> Problem statement
Find and return every line of the data that contains the word "ConfigError".

(Records from a data source)
* * *

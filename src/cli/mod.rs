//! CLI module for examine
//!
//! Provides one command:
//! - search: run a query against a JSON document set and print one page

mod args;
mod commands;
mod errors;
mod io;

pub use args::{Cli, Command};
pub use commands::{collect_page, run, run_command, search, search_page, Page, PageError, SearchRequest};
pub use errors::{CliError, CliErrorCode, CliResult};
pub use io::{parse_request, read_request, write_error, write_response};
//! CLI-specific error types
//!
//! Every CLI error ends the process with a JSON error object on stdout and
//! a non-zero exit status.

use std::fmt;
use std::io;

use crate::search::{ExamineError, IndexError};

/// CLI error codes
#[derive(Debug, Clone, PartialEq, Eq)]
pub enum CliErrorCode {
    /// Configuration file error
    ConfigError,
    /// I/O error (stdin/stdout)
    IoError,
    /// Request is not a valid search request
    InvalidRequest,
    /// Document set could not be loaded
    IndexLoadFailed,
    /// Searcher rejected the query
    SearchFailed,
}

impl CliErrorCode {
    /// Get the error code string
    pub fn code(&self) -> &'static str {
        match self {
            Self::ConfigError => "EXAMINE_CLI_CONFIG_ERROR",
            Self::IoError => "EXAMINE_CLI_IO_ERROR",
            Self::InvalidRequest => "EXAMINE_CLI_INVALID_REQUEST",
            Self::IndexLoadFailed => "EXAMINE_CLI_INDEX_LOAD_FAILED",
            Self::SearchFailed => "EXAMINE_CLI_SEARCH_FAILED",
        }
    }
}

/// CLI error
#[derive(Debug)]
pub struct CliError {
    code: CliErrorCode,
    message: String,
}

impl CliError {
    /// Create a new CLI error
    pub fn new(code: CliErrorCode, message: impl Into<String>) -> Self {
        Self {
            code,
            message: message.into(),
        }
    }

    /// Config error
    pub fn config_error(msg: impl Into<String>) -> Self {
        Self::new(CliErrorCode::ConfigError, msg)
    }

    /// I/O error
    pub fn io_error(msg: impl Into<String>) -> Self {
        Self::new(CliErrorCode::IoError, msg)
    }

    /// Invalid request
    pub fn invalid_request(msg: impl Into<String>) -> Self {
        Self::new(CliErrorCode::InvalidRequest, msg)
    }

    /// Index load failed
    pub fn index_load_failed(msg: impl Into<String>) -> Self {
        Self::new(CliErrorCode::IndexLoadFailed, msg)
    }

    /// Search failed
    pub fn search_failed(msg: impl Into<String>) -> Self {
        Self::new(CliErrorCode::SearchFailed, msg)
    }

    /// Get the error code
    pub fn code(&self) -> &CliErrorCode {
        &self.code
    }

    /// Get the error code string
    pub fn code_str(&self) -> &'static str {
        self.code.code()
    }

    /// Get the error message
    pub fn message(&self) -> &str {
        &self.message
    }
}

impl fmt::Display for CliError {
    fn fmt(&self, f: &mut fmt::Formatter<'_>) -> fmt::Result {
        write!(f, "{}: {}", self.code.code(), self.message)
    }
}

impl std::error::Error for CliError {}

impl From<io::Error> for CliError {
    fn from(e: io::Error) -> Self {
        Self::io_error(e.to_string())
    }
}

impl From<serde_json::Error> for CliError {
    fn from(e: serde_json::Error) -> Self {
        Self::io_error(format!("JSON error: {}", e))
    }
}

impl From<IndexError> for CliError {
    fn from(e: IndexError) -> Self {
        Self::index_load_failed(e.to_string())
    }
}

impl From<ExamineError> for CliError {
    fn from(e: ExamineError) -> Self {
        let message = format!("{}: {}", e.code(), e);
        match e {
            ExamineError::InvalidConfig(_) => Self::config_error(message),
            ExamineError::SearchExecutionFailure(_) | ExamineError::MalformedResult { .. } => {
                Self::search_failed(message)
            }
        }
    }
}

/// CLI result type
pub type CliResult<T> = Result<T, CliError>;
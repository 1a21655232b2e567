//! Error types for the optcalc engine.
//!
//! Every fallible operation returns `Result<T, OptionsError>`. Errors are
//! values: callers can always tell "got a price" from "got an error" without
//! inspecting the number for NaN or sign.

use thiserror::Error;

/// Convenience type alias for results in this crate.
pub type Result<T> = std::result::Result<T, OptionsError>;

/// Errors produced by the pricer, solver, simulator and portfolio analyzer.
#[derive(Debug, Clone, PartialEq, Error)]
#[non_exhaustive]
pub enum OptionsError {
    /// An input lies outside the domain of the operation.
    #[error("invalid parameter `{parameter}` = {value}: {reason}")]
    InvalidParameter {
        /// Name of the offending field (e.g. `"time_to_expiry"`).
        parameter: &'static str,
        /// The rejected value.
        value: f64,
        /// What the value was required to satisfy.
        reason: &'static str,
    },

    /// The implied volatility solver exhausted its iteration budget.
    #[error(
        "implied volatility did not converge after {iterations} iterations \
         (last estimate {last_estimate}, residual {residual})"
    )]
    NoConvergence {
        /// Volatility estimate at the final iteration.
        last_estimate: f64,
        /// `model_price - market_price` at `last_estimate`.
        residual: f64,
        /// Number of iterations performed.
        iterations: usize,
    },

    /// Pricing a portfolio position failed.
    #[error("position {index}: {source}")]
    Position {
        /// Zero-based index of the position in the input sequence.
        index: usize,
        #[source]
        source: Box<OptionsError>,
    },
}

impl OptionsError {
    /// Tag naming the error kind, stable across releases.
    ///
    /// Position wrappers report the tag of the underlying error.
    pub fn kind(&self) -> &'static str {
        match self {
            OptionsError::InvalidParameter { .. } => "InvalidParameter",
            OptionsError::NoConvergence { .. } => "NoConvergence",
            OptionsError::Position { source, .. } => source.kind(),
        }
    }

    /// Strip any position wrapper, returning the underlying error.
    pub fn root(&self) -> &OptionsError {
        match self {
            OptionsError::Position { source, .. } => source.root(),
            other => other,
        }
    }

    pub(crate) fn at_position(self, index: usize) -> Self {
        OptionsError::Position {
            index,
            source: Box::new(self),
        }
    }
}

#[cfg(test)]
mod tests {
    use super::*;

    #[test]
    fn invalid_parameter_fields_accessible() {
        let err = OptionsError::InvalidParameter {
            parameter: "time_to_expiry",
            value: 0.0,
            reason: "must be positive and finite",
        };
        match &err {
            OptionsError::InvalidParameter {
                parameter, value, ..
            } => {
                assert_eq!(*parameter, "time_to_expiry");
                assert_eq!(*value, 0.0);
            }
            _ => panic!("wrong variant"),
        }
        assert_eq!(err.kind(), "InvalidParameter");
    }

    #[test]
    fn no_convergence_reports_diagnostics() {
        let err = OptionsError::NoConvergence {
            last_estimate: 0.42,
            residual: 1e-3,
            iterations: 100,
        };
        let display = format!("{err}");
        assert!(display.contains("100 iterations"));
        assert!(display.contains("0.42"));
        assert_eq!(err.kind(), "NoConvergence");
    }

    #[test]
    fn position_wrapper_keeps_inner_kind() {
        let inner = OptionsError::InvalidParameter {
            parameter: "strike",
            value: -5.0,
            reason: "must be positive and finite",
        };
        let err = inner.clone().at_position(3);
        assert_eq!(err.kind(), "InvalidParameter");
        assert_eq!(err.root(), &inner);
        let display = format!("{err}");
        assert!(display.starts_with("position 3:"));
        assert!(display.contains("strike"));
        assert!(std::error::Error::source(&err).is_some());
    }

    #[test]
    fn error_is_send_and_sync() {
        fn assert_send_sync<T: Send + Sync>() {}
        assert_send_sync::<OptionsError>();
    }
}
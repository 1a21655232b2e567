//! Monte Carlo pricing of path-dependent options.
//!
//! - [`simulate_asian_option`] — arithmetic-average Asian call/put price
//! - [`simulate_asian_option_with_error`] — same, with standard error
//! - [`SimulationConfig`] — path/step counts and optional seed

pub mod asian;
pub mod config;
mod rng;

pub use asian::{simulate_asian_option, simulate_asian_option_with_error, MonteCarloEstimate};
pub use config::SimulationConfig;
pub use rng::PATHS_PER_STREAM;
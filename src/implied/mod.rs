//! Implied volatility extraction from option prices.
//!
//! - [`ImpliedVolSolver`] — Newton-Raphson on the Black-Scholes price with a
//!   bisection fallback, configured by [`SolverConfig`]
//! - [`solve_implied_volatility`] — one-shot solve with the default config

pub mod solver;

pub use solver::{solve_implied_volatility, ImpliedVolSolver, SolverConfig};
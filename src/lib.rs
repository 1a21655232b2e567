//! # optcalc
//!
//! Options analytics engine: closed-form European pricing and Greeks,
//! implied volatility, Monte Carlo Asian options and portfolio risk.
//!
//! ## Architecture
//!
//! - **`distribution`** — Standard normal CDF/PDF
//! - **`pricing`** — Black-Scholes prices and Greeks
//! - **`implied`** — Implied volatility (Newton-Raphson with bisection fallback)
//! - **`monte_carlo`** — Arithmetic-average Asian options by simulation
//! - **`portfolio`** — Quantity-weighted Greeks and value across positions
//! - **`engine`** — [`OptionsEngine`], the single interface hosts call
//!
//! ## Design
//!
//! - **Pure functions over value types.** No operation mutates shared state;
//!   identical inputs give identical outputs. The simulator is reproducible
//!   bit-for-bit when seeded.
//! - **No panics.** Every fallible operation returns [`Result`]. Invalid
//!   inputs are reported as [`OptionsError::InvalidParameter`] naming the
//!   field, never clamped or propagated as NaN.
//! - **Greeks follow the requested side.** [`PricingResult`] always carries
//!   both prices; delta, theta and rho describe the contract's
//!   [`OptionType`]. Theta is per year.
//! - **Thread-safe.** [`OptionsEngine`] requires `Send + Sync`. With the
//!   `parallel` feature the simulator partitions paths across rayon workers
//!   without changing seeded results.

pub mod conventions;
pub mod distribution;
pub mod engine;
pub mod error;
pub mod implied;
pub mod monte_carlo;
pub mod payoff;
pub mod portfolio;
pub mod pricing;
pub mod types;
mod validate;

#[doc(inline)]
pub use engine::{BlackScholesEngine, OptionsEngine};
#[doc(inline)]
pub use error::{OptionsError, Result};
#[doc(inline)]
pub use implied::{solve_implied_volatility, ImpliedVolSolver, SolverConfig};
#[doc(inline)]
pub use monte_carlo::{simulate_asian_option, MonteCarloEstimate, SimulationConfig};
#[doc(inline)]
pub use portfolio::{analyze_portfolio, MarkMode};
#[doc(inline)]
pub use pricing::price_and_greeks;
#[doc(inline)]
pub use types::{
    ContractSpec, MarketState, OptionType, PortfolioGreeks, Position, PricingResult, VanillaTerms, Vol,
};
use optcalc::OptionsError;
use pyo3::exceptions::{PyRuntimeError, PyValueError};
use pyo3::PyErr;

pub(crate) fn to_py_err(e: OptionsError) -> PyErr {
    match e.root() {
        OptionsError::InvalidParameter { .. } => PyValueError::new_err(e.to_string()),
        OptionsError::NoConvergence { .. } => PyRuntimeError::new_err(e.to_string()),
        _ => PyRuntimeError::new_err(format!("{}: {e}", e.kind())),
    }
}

* * *

> Result below
    ConfigError,
            Self::ConfigError => "EXAMINE_CLI_CONFIG_ERROR",
        Self::new(CliErrorCode::ConfigError, msg)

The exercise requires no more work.